Trovo Simone in piedi accanto alla scrivania, con in mano la cornice che contiene una mia foto.

«Ti piace?» domando entrando, chiudendo la porta. Lui alza di scatto la testa verso di me, per poi posare la cornice.

«Si, è bellissima» risponde lui, abbassando lo sguardo sulla foto.

«Ero a Zamora» dico buttando sul divano la mia borsa «Lago di Sanabria, Spagna. Meraviglioso».

«Ci credo» risponde alzando le
sopracciglia «Dalle foto di Google sembra un posto paradisiaco».

«E lo è» annuisco, ricordando quella giornata in famiglia. «Papà mi ha detto che prenderemo i doveri di Thomas» dico avvicinandomi alla mia sedia «Sei pronto?».

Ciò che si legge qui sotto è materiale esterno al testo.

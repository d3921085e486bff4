use cadence_core::models::{CompletionRecord, TaskInstance, TaskPriority, TaskTemplate, DATE_FORMAT};
use chrono::NaiveDate;
use chrono_humanize::Humanize;
use comfy_table::{Attribute, Cell, Color, Row, Table};
use std::collections::BTreeMap;

fn short_id(id: &impl ToString) -> String {
    id.to_string().chars().take(8).collect()
}

fn relative_day(date: NaiveDate, today: NaiveDate) -> String {
    if date == today {
        "today".to_string()
    } else {
        (date - today).humanize()
    }
}

fn name_cell(name: &str, priority: TaskPriority, is_completed: bool) -> Cell {
    let cell = Cell::new(name);
    if is_completed {
        return cell.add_attribute(Attribute::CrossedOut).fg(Color::DarkGrey);
    }
    match priority {
        TaskPriority::High => cell.fg(Color::Red).add_attribute(Attribute::Bold),
        TaskPriority::Medium => cell.fg(Color::Yellow),
        TaskPriority::Low => cell.fg(Color::Green),
        TaskPriority::None => cell,
    }
}

fn tags_cell(tags: &[String]) -> Cell {
    Cell::new(if tags.is_empty() {
        "None".to_string()
    } else {
        tags.join(", ")
    })
}

fn instance_row(instance: &TaskInstance, today: NaiveDate) -> Row {
    let mut row = Row::new();
    row.add_cell(Cell::new(&instance.id));
    row.add_cell(name_cell(
        &instance.template.name,
        instance.template.priority,
        instance.is_completed,
    ));

    let date_text = format!(
        "{} ({})",
        instance.date.format(DATE_FORMAT),
        relative_day(instance.date, today)
    );
    let date_cell = if instance.is_overdue(today) {
        Cell::new(date_text).fg(Color::Red)
    } else if instance.date == today && !instance.is_completed {
        Cell::new(date_text).fg(Color::Yellow)
    } else {
        Cell::new(date_text)
    };
    row.add_cell(date_cell);

    let status_cell = match instance.completed_at {
        Some(at) if instance.is_completed => Cell::new(format!("Done {}", at.humanize())).fg(Color::Green),
        _ if instance.is_completed => Cell::new("Done").fg(Color::Green),
        _ if instance.is_overdue(today) => Cell::new("Overdue").fg(Color::Red),
        _ => Cell::new("Open"),
    };
    row.add_cell(status_cell);
    row.add_cell(tags_cell(&instance.template.tags));
    row
}

pub fn display_instances(instances: &[TaskInstance], today: NaiveDate) {
    if instances.is_empty() {
        println!("No tasks found.");
        return;
    }

    let mut table = Table::new();
    table.set_header(vec!["ID", "Name", "Date", "Status", "Tags"]);
    for instance in instances {
        table.add_row(instance_row(instance, today));
    }
    println!("{table}");
}

pub fn display_agenda(agenda: &BTreeMap<NaiveDate, Vec<TaskInstance>>, today: NaiveDate) {
    if agenda.is_empty() {
        println!("No tasks found.");
        return;
    }

    let mut table = Table::new();
    table.set_header(vec!["ID", "Name", "Date", "Status", "Tags"]);
    for instances in agenda.values() {
        for instance in instances {
            table.add_row(instance_row(instance, today));
        }
    }
    println!("{table}");
}

pub fn display_templates(templates: &[TaskTemplate]) {
    if templates.is_empty() {
        println!("No tasks found.");
        return;
    }

    let mut table = Table::new();
    table.set_header(vec!["ID", "Name", "Due", "Repeats", "Priority", "Tags"]);

    for template in templates {
        let mut row = Row::new();
        row.add_cell(Cell::new(short_id(&template.id)));

        let mut display_name = String::new();
        if template.is_recurring() {
            display_name.push('↻');
            display_name.push(' ');
        }
        display_name.push_str(&template.name);
        row.add_cell(name_cell(&display_name, template.priority, false));

        row.add_cell(Cell::new(template.due_date.format(DATE_FORMAT)));
        row.add_cell(match template.recurrence_rule() {
            Some(rule) => Cell::new(rule.to_string()),
            None => Cell::new("Once").fg(Color::DarkGrey),
        });
        row.add_cell(Cell::new(template.priority.to_string()));
        row.add_cell(tags_cell(&template.tags));
        table.add_row(row);
    }

    println!("{table}");
}

pub fn display_records(records: &[CompletionRecord], templates: &[TaskTemplate]) {
    if records.is_empty() {
        println!("No completed occurrences.");
        return;
    }

    let mut table = Table::new();
    table.set_header(vec!["Task", "Name", "Date", "Completed At"]);

    for record in records {
        let mut row = Row::new();
        row.add_cell(Cell::new(short_id(&record.task_id)));
        let name = templates
            .iter()
            .find(|t| t.id == record.task_id)
            .map(|t| Cell::new(&t.name))
            .unwrap_or_else(|| Cell::new("(removed)").fg(Color::DarkGrey));
        row.add_cell(name);
        row.add_cell(Cell::new(record.date.format(DATE_FORMAT)));
        row.add_cell(Cell::new(
            record
                .completed_at
                .map(|at| at.to_rfc3339())
                .unwrap_or_else(|| "Unknown".to_string()),
        ));
        table.add_row(row);
    }

    println!("{table}");
}

pub fn display_occurrences(template: &TaskTemplate, dates: &[NaiveDate], today: NaiveDate) {
    if dates.is_empty() {
        println!("'{}' has no upcoming occurrences.", template.name);
        return;
    }

    let mut table = Table::new();
    table.set_header(vec!["#", "Date", "Weekday", "When"]);
    for (n, date) in dates.iter().enumerate() {
        let mut row = Row::new();
        row.add_cell(Cell::new(n + 1));
        row.add_cell(Cell::new(date.format(DATE_FORMAT)));
        row.add_cell(Cell::new(date.format("%A")));
        row.add_cell(Cell::new(relative_day(*date, today)));
        table.add_row(row);
    }
    println!("{table}");
}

«Sono felice perché lo faremo insieme» risponde lui sorridendo, mentre io abbasso lo sguardo imbarazzata.

«Già» sussurro sedendomi.

«Oh» esclama rovistando nella sua giacca «Ti ho portato questa» lascia una bustina bianca sulla scrivania.

Corrugo le sopracciglia e lui continua. «È una ciambella». Sorrido, aprendo il sacchetto. «Grazie».

«Tu come stai?» chiede poi sedendosi davanti a me «Insomma ora che lui è partito...».

«Sto bene» lo blocco «Lui è a Londra, io a New York e va bene così ad entrambi» mento e forse male a giudicare dall'occhiata che mi riserva.